Richard Wilbur: I have written almost no poetry for about a year now, though I have translated a play of Moliere’s – The Learned Ladies. That is part of my excuse. The rest of my excuse is that I really did say to myself recently that I must escape altogether from the impulse to overachieve, which can possess you once you get into the business of producing books of poetry. I called up Stanley Kunitz the day John Berryman killed himself. We consoled one another and talked about whether his act had been predictable. One thing we agreed upon was this, that whereas Stanley and I do many things apart from poetry – we both love gardening, for example – John Berryman was such a very hard worker that he lived almost entirely within his profession. Some of the dream songs seem to drag in a good deal of the world, but they do it mainly through books and Time magazine and the daily newspaper. The impression one is left with is of a man who is working desperately hard at his job. Well, I admire that, but I think it can break your health and destroy your joy in life and art. I haven’t got any clever hypotheses about why John killed himself, but a statement of Stanley’s during that telephone conversation has stuck in my mind. He said: “In this country it is not enough just to publish a book of good poems and forever after be thanked for it. It should be possible, but it’s not.” As soon as you publish a book of poems, people begin to say, when is your next book coming out? And if you don’t publish books at intervals of three says, they say, why are you so slow? I have been reproached in the Times Literary Supplement for taking seven years to get out a book, you know. That kind of pressure is not good for you and isn’t good for your work. Stanley said: “As soon as you publish a book of poems in this country, you are in the poetry prison.” I think John felt himself to be in the poetry prison, and that may have been contributory to his death.
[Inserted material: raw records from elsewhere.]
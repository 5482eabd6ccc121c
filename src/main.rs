use anyhow::Context;
use clap::Parser;

use esus_pipeline::{
    args::{Args, Command},
    export, pipeline,
};

fn main() -> anyhow::Result<()> {
    let filter = tracing_subscriber::EnvFilter::try_from_default_env()
        .unwrap_or_else(|_| tracing_subscriber::EnvFilter::new("info"));
    tracing_subscriber::fmt()
        .with_env_filter(filter)
        .with_writer(std::io::stderr)
        .init();

    let args = Args::parse();

    match args.cmd {
        Command::Load(cmd) => {
            let summary = pipeline::run_load(cmd).context("load failed")?;
            tracing::info!(
                "Load complete: {} of {} records stored as notifications",
                summary.notifications,
                summary.records_read
            );
        }
        Command::Export(cmd) => {
            let audit = export::run_export(cmd).context("export failed")?;
            tracing::info!("Export complete: {} rows", audit.rows);
        }
    }
    Ok(())
}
John Berryman: This business about geniuses in neglected garrets is for the birds. The idea that a man is somehow no good just because he becomes very popular, like Frost, is nonsense, also. There are exceptions – Chatterton, Hopkins, of course, Rimbaud, you can think of various cases – but on the whole, men of genius were judged by their contemporaries very much as posterity judges them. So if I were talking to a young writer, I would recommend the cultivation of extreme indifference to both praise and blame because praise will lead you to vanity, and blame will lead you to self-pity, and both are bad for writers…. But what I was going on to say is that I do strongly feel that among the greatest pieces of luck for high achievement is ordeal. Certain great artists can make out without it, Titian and others, but mostly you need ordeal. My idea is this: The artist is extremely lucky who is presented with the worst possible ordeal which will not actually kill him. At that point, he’s in business. Beethoven’s deafness, Goya’s deafness, Milton’s blindness, that kind of thing. And I think that what happens in my poetic work in the future will probably largely depend not on my sitting calmly on my ass as I think, “Hmm, hmm, a long poem again? Hmm,” but on being knocked in the face, and thrown flat, and given cancer, and all kinds of other things short of senile dementia. At that point, I’m out, but short of that, I don’t know. I hope to be nearly crucified…. I’m scared, but I’m willing. I’m sure this is a preposterous attitude, but I’m not ashamed of it.